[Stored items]
[Start of section]
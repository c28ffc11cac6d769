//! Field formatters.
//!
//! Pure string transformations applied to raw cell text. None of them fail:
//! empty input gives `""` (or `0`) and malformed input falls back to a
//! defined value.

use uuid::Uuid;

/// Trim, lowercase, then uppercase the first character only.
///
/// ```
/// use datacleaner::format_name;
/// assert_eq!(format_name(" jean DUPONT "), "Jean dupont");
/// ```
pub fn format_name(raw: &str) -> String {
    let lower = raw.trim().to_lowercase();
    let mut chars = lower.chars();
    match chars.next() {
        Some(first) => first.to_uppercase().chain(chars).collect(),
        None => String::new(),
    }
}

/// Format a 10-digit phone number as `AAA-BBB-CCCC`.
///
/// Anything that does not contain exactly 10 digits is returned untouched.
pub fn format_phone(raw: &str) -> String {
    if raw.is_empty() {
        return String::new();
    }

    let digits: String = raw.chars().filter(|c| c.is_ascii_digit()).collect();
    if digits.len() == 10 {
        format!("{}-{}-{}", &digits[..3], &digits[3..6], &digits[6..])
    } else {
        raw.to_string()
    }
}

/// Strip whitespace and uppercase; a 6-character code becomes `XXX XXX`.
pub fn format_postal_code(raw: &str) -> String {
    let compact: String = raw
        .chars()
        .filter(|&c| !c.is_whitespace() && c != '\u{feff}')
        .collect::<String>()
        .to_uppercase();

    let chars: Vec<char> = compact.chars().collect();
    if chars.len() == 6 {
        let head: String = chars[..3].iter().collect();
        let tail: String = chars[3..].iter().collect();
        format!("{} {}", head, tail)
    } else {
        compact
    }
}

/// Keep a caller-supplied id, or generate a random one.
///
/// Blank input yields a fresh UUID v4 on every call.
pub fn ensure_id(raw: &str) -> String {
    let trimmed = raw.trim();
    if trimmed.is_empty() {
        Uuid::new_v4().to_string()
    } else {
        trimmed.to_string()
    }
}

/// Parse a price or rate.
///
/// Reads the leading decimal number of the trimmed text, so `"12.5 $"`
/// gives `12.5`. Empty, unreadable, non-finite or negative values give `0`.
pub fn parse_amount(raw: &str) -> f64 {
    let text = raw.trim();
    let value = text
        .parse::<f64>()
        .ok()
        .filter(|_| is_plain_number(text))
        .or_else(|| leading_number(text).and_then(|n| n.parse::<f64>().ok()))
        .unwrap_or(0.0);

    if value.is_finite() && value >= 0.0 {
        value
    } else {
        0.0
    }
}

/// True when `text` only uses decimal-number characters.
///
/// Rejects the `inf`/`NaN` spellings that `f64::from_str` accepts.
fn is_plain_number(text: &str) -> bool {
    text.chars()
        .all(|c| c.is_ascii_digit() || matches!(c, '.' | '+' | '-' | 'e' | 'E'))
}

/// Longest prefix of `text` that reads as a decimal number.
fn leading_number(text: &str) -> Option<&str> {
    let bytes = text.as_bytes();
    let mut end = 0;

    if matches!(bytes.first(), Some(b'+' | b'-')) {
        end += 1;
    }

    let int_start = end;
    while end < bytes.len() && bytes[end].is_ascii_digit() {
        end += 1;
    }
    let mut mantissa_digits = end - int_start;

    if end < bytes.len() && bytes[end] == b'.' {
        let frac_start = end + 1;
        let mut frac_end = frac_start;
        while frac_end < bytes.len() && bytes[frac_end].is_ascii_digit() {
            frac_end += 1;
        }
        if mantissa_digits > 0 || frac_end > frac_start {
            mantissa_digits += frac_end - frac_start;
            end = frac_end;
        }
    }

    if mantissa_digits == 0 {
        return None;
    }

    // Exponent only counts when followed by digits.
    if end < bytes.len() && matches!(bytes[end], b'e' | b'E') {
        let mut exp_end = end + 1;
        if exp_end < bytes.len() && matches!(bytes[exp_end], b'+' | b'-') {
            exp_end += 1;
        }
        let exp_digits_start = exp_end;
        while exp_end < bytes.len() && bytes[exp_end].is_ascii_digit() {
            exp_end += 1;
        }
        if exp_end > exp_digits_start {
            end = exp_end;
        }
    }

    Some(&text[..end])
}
[End of section]
[Start of section]
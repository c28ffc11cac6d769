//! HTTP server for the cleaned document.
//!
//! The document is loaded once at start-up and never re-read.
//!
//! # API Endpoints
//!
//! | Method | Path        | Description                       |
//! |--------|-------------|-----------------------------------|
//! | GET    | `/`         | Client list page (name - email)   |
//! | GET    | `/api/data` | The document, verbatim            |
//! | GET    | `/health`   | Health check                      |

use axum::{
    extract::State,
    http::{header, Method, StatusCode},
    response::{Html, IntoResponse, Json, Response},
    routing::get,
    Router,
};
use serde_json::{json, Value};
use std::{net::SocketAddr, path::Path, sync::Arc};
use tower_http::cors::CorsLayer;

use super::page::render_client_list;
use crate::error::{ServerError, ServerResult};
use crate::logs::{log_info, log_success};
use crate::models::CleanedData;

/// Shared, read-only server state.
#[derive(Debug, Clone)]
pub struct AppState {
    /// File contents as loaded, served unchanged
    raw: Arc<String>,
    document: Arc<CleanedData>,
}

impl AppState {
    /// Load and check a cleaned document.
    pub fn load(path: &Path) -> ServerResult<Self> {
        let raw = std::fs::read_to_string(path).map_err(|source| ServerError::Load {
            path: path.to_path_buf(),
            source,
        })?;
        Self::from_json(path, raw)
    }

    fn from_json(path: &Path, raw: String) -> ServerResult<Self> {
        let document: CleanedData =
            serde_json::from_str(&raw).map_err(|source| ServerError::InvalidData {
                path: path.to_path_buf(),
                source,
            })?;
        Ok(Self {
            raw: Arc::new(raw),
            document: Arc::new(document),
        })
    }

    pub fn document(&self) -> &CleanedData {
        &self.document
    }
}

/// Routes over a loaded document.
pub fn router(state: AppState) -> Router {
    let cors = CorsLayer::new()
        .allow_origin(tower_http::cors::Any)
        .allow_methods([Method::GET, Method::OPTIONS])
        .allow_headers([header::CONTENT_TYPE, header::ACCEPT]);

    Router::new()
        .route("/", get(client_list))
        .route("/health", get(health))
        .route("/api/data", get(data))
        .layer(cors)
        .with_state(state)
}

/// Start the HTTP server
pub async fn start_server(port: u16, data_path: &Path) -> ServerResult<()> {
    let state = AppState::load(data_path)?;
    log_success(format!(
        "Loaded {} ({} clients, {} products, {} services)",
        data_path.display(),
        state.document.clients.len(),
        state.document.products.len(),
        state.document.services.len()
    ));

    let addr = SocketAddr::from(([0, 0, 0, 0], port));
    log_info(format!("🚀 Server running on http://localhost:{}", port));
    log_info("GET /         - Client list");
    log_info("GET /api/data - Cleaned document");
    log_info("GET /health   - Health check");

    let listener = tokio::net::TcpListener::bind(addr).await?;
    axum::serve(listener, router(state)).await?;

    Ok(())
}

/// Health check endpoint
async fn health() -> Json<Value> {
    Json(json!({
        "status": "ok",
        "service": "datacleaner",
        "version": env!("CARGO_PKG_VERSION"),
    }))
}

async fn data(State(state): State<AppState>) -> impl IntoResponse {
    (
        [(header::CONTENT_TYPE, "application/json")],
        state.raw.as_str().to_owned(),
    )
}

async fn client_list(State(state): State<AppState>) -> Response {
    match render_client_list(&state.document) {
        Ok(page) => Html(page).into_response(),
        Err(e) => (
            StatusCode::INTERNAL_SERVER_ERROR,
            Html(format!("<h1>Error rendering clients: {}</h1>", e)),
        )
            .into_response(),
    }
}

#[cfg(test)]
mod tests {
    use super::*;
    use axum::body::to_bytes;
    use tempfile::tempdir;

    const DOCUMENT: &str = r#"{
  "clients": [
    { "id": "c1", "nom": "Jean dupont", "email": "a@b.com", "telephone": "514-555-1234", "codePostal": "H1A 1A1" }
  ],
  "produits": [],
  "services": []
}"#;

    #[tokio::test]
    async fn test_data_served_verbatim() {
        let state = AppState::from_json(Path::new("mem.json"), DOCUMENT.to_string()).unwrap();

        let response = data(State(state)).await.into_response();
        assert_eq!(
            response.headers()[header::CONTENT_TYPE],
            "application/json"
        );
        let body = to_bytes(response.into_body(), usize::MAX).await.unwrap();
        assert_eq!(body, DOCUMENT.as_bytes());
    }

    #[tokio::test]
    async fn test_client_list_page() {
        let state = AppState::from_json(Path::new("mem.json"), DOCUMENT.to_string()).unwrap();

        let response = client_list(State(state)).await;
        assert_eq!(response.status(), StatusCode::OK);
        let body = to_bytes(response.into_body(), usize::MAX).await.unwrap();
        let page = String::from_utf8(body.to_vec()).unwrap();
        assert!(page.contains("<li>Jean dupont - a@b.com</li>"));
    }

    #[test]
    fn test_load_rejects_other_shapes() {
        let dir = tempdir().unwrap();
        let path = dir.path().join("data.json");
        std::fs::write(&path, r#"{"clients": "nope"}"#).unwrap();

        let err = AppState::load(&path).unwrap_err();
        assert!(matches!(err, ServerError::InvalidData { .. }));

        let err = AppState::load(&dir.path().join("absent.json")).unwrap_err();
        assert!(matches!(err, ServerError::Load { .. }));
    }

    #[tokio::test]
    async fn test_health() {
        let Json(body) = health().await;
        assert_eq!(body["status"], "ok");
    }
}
[End of section]
> **What you should do**: Go through the data and show each line that holds "super".

> **Exercise solution**:
use super::page::render_client_list;
    use super::*;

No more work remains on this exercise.